Terry H. Schwadron
Jan. 26, 2020
It used to be said that cutting Social Security was politics’ third rail, a fatal taking of positions.
If that’s still true, you wouldn’t know it from the emerging attention that cutting Social Security is getting.
Indeed, look at Trump’s handling of Social Security, and you may find real flaws in the armor of a Best-of-All-Time economy cloak that Trump tries to wear.
Even as Bernie Sanders and Joe Biden mix it up over whether Biden did or did not say something supportive about a Republican plan in 2008 by then-Rep. Paul D. Ryan for spending reductions, here comes Donald Trump to promise that he is open to revamping entitlement programs towards the end of the year.
End of the year? You mean just after the first week of November, when we are all supposed to troop to the polls to reelect Trump?
As usual, Trump just put the statement out there with no details, with no factual underpinning, and asserting that tackling entitlement spending is “the easiest of all things.” But for sure, we voters should be aware that legislative Trump is definitely putting Medicare and Social Security cuts on the auction action block.
Within days, Trump somehow was trying to turn his statements into a defense of Social Security against incursions by Democrats. Confused?
Just in case you didn’t have enough other reasons to want to reconsider your vote for November, this issue comes packed with dynamite.
Actually, maybe it is good for Trump to toss this red meat out there early. After all, it is a real issue, and it perfectly captures both the Trump case and the Republican case in the elections.
Let’s review: Trump and a compliant Republican Congress passed enormous unpaid for tax cuts in 2018 that were promised to help the middle class but that actually has helped only corporations and the wealthiest in our country. He and they also vastly increased military spending, even while preaching that we should be ending longtime military commitments.
At the same time, the general economic strengthening that began years before Trump have continued on his watch, and unemployment rates have plummeting to all-time lows, but wage increases have lagged. And the country’s deficit is up about 16% over Trump’s first day, because no one is paying for the tax cuts and military increases.
Now, it appears, Trump is going to ask seniors and the near-seniors to pay for the difference through reductions in long-promised benefits.
If we lived in France, we’d all be donning yellow shirts and shutting down the subways and highways.
For years, we’ve recognized that a decline in working adults would face issues paying for an increasing number of seniors, who, through courtesy of medicines, generally are living longer. Already, social security pays benefits to 70 million seniors.
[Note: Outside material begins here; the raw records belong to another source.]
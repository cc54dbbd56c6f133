use serde::{Deserialize, Serialize};
use std::fmt;
use std::str::FromStr;
use thiserror::Error;
use url::Url;

use crate::model::ids::QuestionId;

//
// ─── ERRORS ────────────────────────────────────────────────────────────────────
//

#[derive(Debug, Error, Clone, PartialEq, Eq)]
#[non_exhaustive]
pub enum QuestionError {
    #[error("question {id} has an empty prompt")]
    EmptyPrompt { id: QuestionId },

    #[error("question {id} has no options")]
    NoOptions { id: QuestionId },

    #[error("question {id} has a non-numeric correct answer: {raw:?}")]
    UnparsableCorrectAnswer { id: QuestionId, raw: String },

    #[error("question {id} points at option {ordinal} but only has {len} options")]
    CorrectAnswerOutOfRange {
        id: QuestionId,
        ordinal: i64,
        len: usize,
    },

    #[error("question {id} has an invalid audio url: {raw}")]
    InvalidAudioUrl { id: QuestionId, raw: String },

    #[error("unrecognized test kind: {0}")]
    UnknownKind(String),
}

//
// ─── TEST KIND ─────────────────────────────────────────────────────────────────
//

#[derive(Debug, Clone, Copy, PartialEq, Eq, Hash, Serialize, Deserialize)]
#[serde(rename_all = "snake_case")]
pub enum TestKind {
    Listening,
    Reading,
    Writing,
}

impl TestKind {
    /// Listening and reading are graded locally against an option list.
    #[must_use]
    pub fn is_multiple_choice(self) -> bool {
        !matches!(self, TestKind::Writing)
    }

    #[must_use]
    pub fn as_str(self) -> &'static str {
        match self {
            TestKind::Listening => "listening",
            TestKind::Reading => "reading",
            TestKind::Writing => "writing",
        }
    }
}

impl fmt::Display for TestKind {
    fn fmt(&self, f: &mut fmt::Formatter<'_>) -> fmt::Result {
        f.write_str(self.as_str())
    }
}

impl FromStr for TestKind {
    type Err = QuestionError;

    fn from_str(s: &str) -> Result<Self, Self::Err> {
        match s.trim().to_ascii_lowercase().as_str() {
            "listening" => Ok(Self::Listening),
            "reading" => Ok(Self::Reading),
            "writing" => Ok(Self::Writing),
            other => Err(QuestionError::UnknownKind(other.to_string())),
        }
    }
}

//
// ─── ANSWER ────────────────────────────────────────────────────────────────────
//

/// A learner's answer: an option index for multiple-choice kinds, free text for writing.
#[derive(Debug, Clone, PartialEq, Eq, Serialize, Deserialize)]
#[serde(rename_all = "snake_case")]
pub enum Answer {
    Option(usize),
    Text(String),
}

impl Answer {
    #[must_use]
    pub fn option_index(&self) -> Option<usize> {
        match self {
            Answer::Option(index) => Some(*index),
            Answer::Text(_) => None,
        }
    }

    #[must_use]
    pub fn text(&self) -> Option<&str> {
        match self {
            Answer::Option(_) => None,
            Answer::Text(text) => Some(text),
        }
    }
}

//
// ─── QUESTION ──────────────────────────────────────────────────────────────────
//

/// Kind-specific payload of a question.
#[derive(Debug, Clone, PartialEq, Eq, Serialize, Deserialize)]
#[serde(tag = "kind", rename_all = "snake_case")]
pub enum QuestionBody {
    Listening {
        #[serde(default)]
        audio_url: Option<String>,
        #[serde(default)]
        transcript: Option<String>,
    },
    Reading {
        #[serde(default)]
        passage: Option<String>,
    },
    Writing {
        #[serde(default)]
        sample_answer: Option<String>,
    },
}

/// One item of a practice test.
///
/// `correct_answer` is a 1-based option ordinal encoded as text, as delivered by
/// the question bank. Writing questions carry it too but are graded elsewhere.
#[derive(Debug, Clone, PartialEq, Eq, Serialize, Deserialize)]
pub struct Question {
    pub id: QuestionId,
    pub prompt_text: String,
    pub correct_answer: String,
    #[serde(default)]
    pub options: Vec<String>,
    #[serde(default)]
    pub explanation: Option<String>,
    #[serde(default)]
    pub translation: Option<String>,
    #[serde(flatten)]
    pub body: QuestionBody,
}

impl Question {
    #[must_use]
    pub fn listening(
        id: QuestionId,
        prompt_text: impl Into<String>,
        options: Vec<String>,
        correct_answer: impl Into<String>,
    ) -> Self {
        Self::with_body(
            id,
            prompt_text,
            options,
            correct_answer,
            QuestionBody::Listening {
                audio_url: None,
                transcript: None,
            },
        )
    }

    #[must_use]
    pub fn reading(
        id: QuestionId,
        prompt_text: impl Into<String>,
        options: Vec<String>,
        correct_answer: impl Into<String>,
    ) -> Self {
        Self::with_body(
            id,
            prompt_text,
            options,
            correct_answer,
            QuestionBody::Reading { passage: None },
        )
    }

    #[must_use]
    pub fn writing(id: QuestionId, prompt_text: impl Into<String>) -> Self {
        Self::with_body(
            id,
            prompt_text,
            Vec::new(),
            String::new(),
            QuestionBody::Writing {
                sample_answer: None,
            },
        )
    }

    fn with_body(
        id: QuestionId,
        prompt_text: impl Into<String>,
        options: Vec<String>,
        correct_answer: impl Into<String>,
        body: QuestionBody,
    ) -> Self {
        Self {
            id,
            prompt_text: prompt_text.into(),
            correct_answer: correct_answer.into(),
            options,
            explanation: None,
            translation: None,
            body,
        }
    }

    #[must_use]
    pub fn with_explanation(mut self, explanation: impl Into<String>) -> Self {
        self.explanation = Some(explanation.into());
        self
    }

    #[must_use]
    pub fn with_translation(mut self, translation: impl Into<String>) -> Self {
        self.translation = Some(translation.into());
        self
    }

    #[must_use]
    pub fn kind(&self) -> TestKind {
        match self.body {
            QuestionBody::Listening { .. } => TestKind::Listening,
            QuestionBody::Reading { .. } => TestKind::Reading,
            QuestionBody::Writing { .. } => TestKind::Writing,
        }
    }

    #[must_use]
    pub fn is_multiple_choice(&self) -> bool {
        self.kind().is_multiple_choice()
    }

    #[must_use]
    pub fn transcript(&self) -> Option<&str> {
        match &self.body {
            QuestionBody::Listening { transcript, .. } => transcript.as_deref(),
            _ => None,
        }
    }

    /// Zero-based index of the correct option.
    ///
    /// # Errors
    ///
    /// Returns `QuestionError::UnparsableCorrectAnswer` if the stored ordinal is not an
    /// integer, or `CorrectAnswerOutOfRange` if it does not name an existing option.
    pub fn correct_option_index(&self) -> Result<usize, QuestionError> {
        let raw = self.correct_answer.trim();
        let ordinal: i64 = raw
            .parse()
            .map_err(|_| QuestionError::UnparsableCorrectAnswer {
                id: self.id,
                raw: self.correct_answer.clone(),
            })?;
        let out_of_range = QuestionError::CorrectAnswerOutOfRange {
            id: self.id,
            ordinal,
            len: self.options.len(),
        };
        let index = usize::try_from(ordinal.saturating_sub(1)).map_err(|_| out_of_range.clone())?;
        if index >= self.options.len() {
            return Err(out_of_range);
        }
        Ok(index)
    }

    /// Grades an option index. Unparsable answer keys never match.
    #[must_use]
    pub fn is_correct_option(&self, option_index: usize) -> bool {
        self.correct_option_index()
            .is_ok_and(|correct| correct == option_index)
    }

    #[must_use]
    pub fn has_option(&self, option_index: usize) -> bool {
        option_index < self.options.len()
    }

    /// Checks the invariants the session engine relies on.
    ///
    /// # Errors
    ///
    /// Returns the first violated `QuestionError`.
    pub fn validate(&self) -> Result<(), QuestionError> {
        if self.prompt_text.trim().is_empty() {
            return Err(QuestionError::EmptyPrompt { id: self.id });
        }
        if let QuestionBody::Listening {
            audio_url: Some(raw),
            ..
        } = &self.body
        {
            Url::parse(raw).map_err(|_| QuestionError::InvalidAudioUrl {
                id: self.id,
                raw: raw.clone(),
            })?;
        }
        if !self.is_multiple_choice() {
            return Ok(());
        }
        if self.options.is_empty() {
            return Err(QuestionError::NoOptions { id: self.id });
        }
        self.correct_option_index().map(|_| ())
    }
}

#[cfg(test)]
mod tests {
    use super::*;

    fn options(n: usize) -> Vec<String> {
        (1..=n).map(|i| format!("option {i}")).collect()
    }

    #[test]
    fn correct_answer_is_one_based() {
        let q = Question::reading(QuestionId::new(1), "Q", options(4), "3");
        assert_eq!(q.correct_option_index().unwrap(), 2);
        assert!(q.is_correct_option(2));
        assert!(!q.is_correct_option(3));
    }

    #[test]
    fn correct_answer_outside_options_fails_validation() {
        let q = Question::listening(QuestionId::new(2), "Q", options(3), "4");
        assert!(matches!(
            q.validate(),
            Err(QuestionError::CorrectAnswerOutOfRange { ordinal: 4, len: 3, .. })
        ));

        let zero = Question::listening(QuestionId::new(3), "Q", options(3), "0");
        assert!(zero.validate().is_err());
        assert!(!zero.is_correct_option(0));
    }

    #[test]
    fn unparsable_answer_key_never_matches() {
        let q = Question::reading(QuestionId::new(4), "Q", options(2), "B");
        assert!(!q.is_correct_option(1));
        assert!(matches!(
            q.validate(),
            Err(QuestionError::UnparsableCorrectAnswer { .. })
        ));
    }

    #[test]
    fn writing_questions_skip_option_checks() {
        let q = Question::writing(QuestionId::new(5), "Describe your weekend.");
        assert_eq!(q.kind(), TestKind::Writing);
        assert!(q.validate().is_ok());
    }

    #[test]
    fn listening_audio_url_must_parse() {
        let mut q = Question::listening(QuestionId::new(6), "Q", options(2), "1");
        q.body = QuestionBody::Listening {
            audio_url: Some("not a url".into()),
            transcript: None,
        };
        assert!(matches!(
            q.validate(),
            Err(QuestionError::InvalidAudioUrl { .. })
        ));
    }

    #[test]
    fn deserializes_flattened_kind_tag() {
        let json = r#"{
            "id": 7,
            "prompt_text": "你好 means?",
            "correct_answer": "1",
            "options": ["hello", "goodbye"],
            "kind": "listening",
            "transcript": "nǐ hǎo"
        }"#;
        let q: Question = serde_json::from_str(json).unwrap();
        assert_eq!(q.kind(), TestKind::Listening);
        assert_eq!(q.transcript(), Some("nǐ hǎo"));
        assert!(q.validate().is_ok());
    }
}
Speaking with CNBC from the World Economic Forum in Davos, Switzerland, Trump said tackling entitlement spending is easy. “At the right time, we will take a look at that. You know, that’s actually the easiest of all things, if you look,” Trump said. He later added when asked about entitlements: “Well, we’re going — we’re going to look. We also have assets that we’ve never had. I mean, we’ve never had growth like this.”
Of course, this prompted a White House spokesman to issue a statement to walk the idea back. In the statement, the president is not pushing “benefit cuts” but rather that the administration would be aiming to eliminate things such as “waste” and “fraud” in the programs.
“President Trump is keeping his commitment to the most vulnerable Americans especially those who depend on Medicare and Social Security,” the statement said. “His budgets have proposed more savings to mandatory programs than any President in history, including lowering drug costs, eliminating waste, fraud, and abuse, and getting people off welfare and back to work.”
Um. I get social security, as do most people I know, or they are counting on it as they look ahead. I’m not sure where the fraud is hiding. We spend the monthly benefit on things like rent, food and medical care.
As a 2016 presidential candidate, Trump promised not to cut Medicare, Medicaid or Social Security, a position typically more in line with Democrats than other Republicans. As president, his budget proposals as presiden have called for slight reductions in Medicare and bigger changes to Medicaid spending. He is also seeking curbs to Social Security disability programs, but he has not pursued changes to seniors’ Social Security benefits.
Trump’s recent remarks have appeared to dismiss the importance of the budget deficit, which has grown to about $1 trillion a year under his administration. The government is projected to spend $950 billion on Social Security benefits for older Americans and $150 billion in Social Security disability payments this year, and another $850 billion on Medicare program, which is primarily health care for seniors. Social Security benefits are funded through payroll taxes.
Recent efforts to address rising costs in Social Security and Medicare have been met with stiff, bipartisan resistance. With a Democratic House, it is unlikely to see approval for such proposals, but it may well become a campaign refrain.
Indeed, Trump promised to cut taxes again in a second term, only worsening all of these issues.
If Trump says it is good, look again before accepting it.